Instructions for the task
Filter the records below, keeping only lines with the string "else".

+++++

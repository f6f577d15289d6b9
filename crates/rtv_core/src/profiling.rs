//! Round profiling: per-phase durations of a single round and their
//! aggregation over a run.

use std::collections::HashMap;
use std::time::Duration;

use bevy_ecs::prelude::Resource;
use serde::Serialize;
use tracing::info;

/// Wall-clock time spent in each phase of one round.
#[derive(Debug, Clone, Copy, Default, PartialEq, Eq, Serialize)]
pub struct PhaseDurations {
    pub validation: Duration,
    pub rv: Duration,
    pub rtv: Duration,
    pub assignment: Duration,
    pub total: Duration,
}

impl PhaseDurations {
    pub fn graph_and_assignment(&self) -> Duration {
        self.rv + self.rtv + self.assignment
    }

    /// Phases by name, in execution order.
    pub fn phases(&self) -> [(&'static str, Duration); 4] {
        [
            ("validation", self.validation),
            ("rv", self.rv),
            ("rtv", self.rtv),
            ("assignment", self.assignment),
        ]
    }
}

/// Per-phase timing metrics.
#[derive(Debug, Clone, Default)]
pub struct PhaseTiming {
    /// Total time spent in this phase (cumulative).
    pub total_duration: Duration,
    pub call_count: u64,
    pub min_duration: Duration,
    pub max_duration: Duration,
}

impl PhaseTiming {
    pub fn record(&mut self, duration: Duration) {
        self.total_duration += duration;
        self.call_count += 1;
        if duration < self.min_duration || self.call_count == 1 {
            self.min_duration = duration;
        }
        if duration > self.max_duration {
            self.max_duration = duration;
        }
    }

    pub fn avg_duration(&self) -> Duration {
        if self.call_count == 0 {
            Duration::ZERO
        } else {
            let avg_nanos = self.total_duration.as_nanos() / u128::from(self.call_count);
            Duration::from_nanos(u64::try_from(avg_nanos).unwrap_or(u64::MAX))
        }
    }
}

/// Phase timings aggregated over every round of a run.
#[derive(Debug, Default, Resource)]
pub struct RoundTimings {
    timings: HashMap<String, PhaseTiming>,
    rounds: u64,
}

impl RoundTimings {
    pub fn record(&mut self, phase: &str, duration: Duration) {
        self.timings
            .entry(phase.to_string())
            .or_default()
            .record(duration);
    }

    /// Record every phase of one round plus its total.
    pub fn record_round(&mut self, durations: &PhaseDurations) {
        for (phase, duration) in durations.phases() {
            self.record(phase, duration);
        }
        self.record("round", durations.total);
        self.rounds += 1;
    }

    pub fn get(&self, phase: &str) -> Option<&PhaseTiming> {
        self.timings.get(phase)
    }

    pub fn all(&self) -> &HashMap<String, PhaseTiming> {
        &self.timings
    }

    pub fn rounds(&self) -> u64 {
        self.rounds
    }

    /// Log one line per phase, most expensive first.
    pub fn log_summary(&self) {
        let mut entries: Vec<_> = self.timings.iter().collect();
        entries.sort_by(|a, b| b.1.total_duration.cmp(&a.1.total_duration));
        for (phase, timing) in entries {
            info!(
                phase = phase.as_str(),
                calls = timing.call_count,
                total_ms = timing.total_duration.as_secs_f64() * 1000.0,
                avg_ms = timing.avg_duration().as_secs_f64() * 1000.0,
                min_ms = timing.min_duration.as_secs_f64() * 1000.0,
                max_ms = timing.max_duration.as_secs_f64() * 1000.0,
                "phase timing"
            );
        }
    }
}
impl MilpBackend for BranchAndBound {
    fn add_binary(&mut self, name: &str) -> VarId {
        self.names.push(name.to_string());
        self.columns.push(Vec::new());
        VarId(self.names.len() - 1)
    }

    fn add_constraint(
        &mut self,
        name: &str,
        terms: &[(VarId, i64)],
        sense: Sense,
        rhs: i64,
    ) -> Result<(), SolverError> {
        let mut row_terms = Vec::with_capacity(terms.len());
        for &(var, coef) in terms {
            let index = self.check_var(var)?;
            if row_terms.iter().any(|(seen, _)| *seen == index) {
                return Err(SolverError::DuplicateTerm {
                    name: name.to_string(),
                    var: index,
                });
            }
            if coef != 0 {
                row_terms.push((index, coef));
            }
        }
        let row = self.rows.len();
        for &(var, coef) in &row_terms {
            self.columns[var].push((row, coef));
        }
        self.rows.push(Row {
            name: name.to_string(),
            terms: row_terms,
            sense,
            rhs,
        });
        Ok(())
    }

    fn set_objectives(&mut self, objectives: Vec<Objective>) -> Result<(), SolverError> {
        for objective in &objectives {
            for &(var, _) in &objective.terms {
                self.check_var(var)?;
            }
        }
        self.objectives = objectives;
        Ok(())
    }

    fn set_time_limit(&mut self, limit: Duration) {
        self.time_limit = limit;
    }

    fn set_mip_gap(&mut self, gap: f64) {
        self.mip_gap = gap.max(0.0);
    }

    fn set_warm_start(&mut self, values: &[(VarId, bool)]) -> Result<(), SolverError> {
        let mut start = vec![false; self.names.len()];
        for &(var, value) in values {
            start[self.check_var(var)?] = value;
        }
        self.warm_start = Some(start);
        Ok(())
    }

    fn solve(&mut self) -> Result<SolveStatus, SolverError> {
        let costs = self.folded_costs()?;
        let deadline = Instant::now() + self.time_limit;
        let active = vec![true; self.rows.len()];
        let mut search = Search::new(
            &self.rows,
            &self.columns,
            &active,
            costs.clone(),
            deadline,
            self.mip_gap,
            false,
        );

        if let Some(start) = self.warm_start.as_ref().filter(|start| self.satisfies(start)) {
            search.offer(Self::objective_of(&costs, start), start.clone());
        }
        search.run();

        let status = if search.timed_out {
            SolveStatus::TimeLimit {
                has_incumbent: search.best.is_some(),
            }
        } else if search.best.is_some() {
            SolveStatus::Optimal
        } else {
            SolveStatus::Infeasible
        };
        debug!(
            nodes = search.nodes,
            variables = self.names.len(),
            constraints = self.rows.len(),
            ?status,
            "branch and bound finished"
        );
        self.nodes = search.nodes;
        self.solution = search.best.map(|(_, values)| values);
        Ok(status)
    }

    fn value(&self, var: VarId) -> Option<bool> {
        self.solution.as_ref()?.get(var.0).copied()
    }

    fn objective_values(&self) -> Vec<i64> {
        let Some(solution) = &self.solution else {
            return Vec::new();
        };
        self.objectives
            .iter()
            .map(|objective| {
                objective
                    .terms
                    .iter()
                    .filter(|(var, _)| solution.get(var.0).copied().unwrap_or(false))
                    .map(|(_, coef)| *coef)
                    .sum()
            })
            .collect()
    }

    fn compute_conflict(&mut self, limit: Duration) -> Result<Vec<String>, SolverError> {
        let deadline = Instant::now() + limit;
        let zero = vec![0i64; self.names.len()];
        let rows = &self.rows;
        let columns = &self.columns;
        let kept = deletion_filter(rows.len(), deadline, |active| {
            let mut search = Search::new(rows, columns, active, zero.clone(), deadline, 0.0, true);
            search.run();
            if search.best.is_some() {
                Some(false)
            } else if search.timed_out {
                None
            } else {
                Some(true)
            }
        });
        Ok(kept.into_iter().map(|row| self.rows[row].name.clone()).collect())
    }
}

+++++

Task response
        } else {
        } else if search.best.is_some() {
        } else {
        let Some(solution) = &self.solution else {
            } else if search.timed_out {
            } else {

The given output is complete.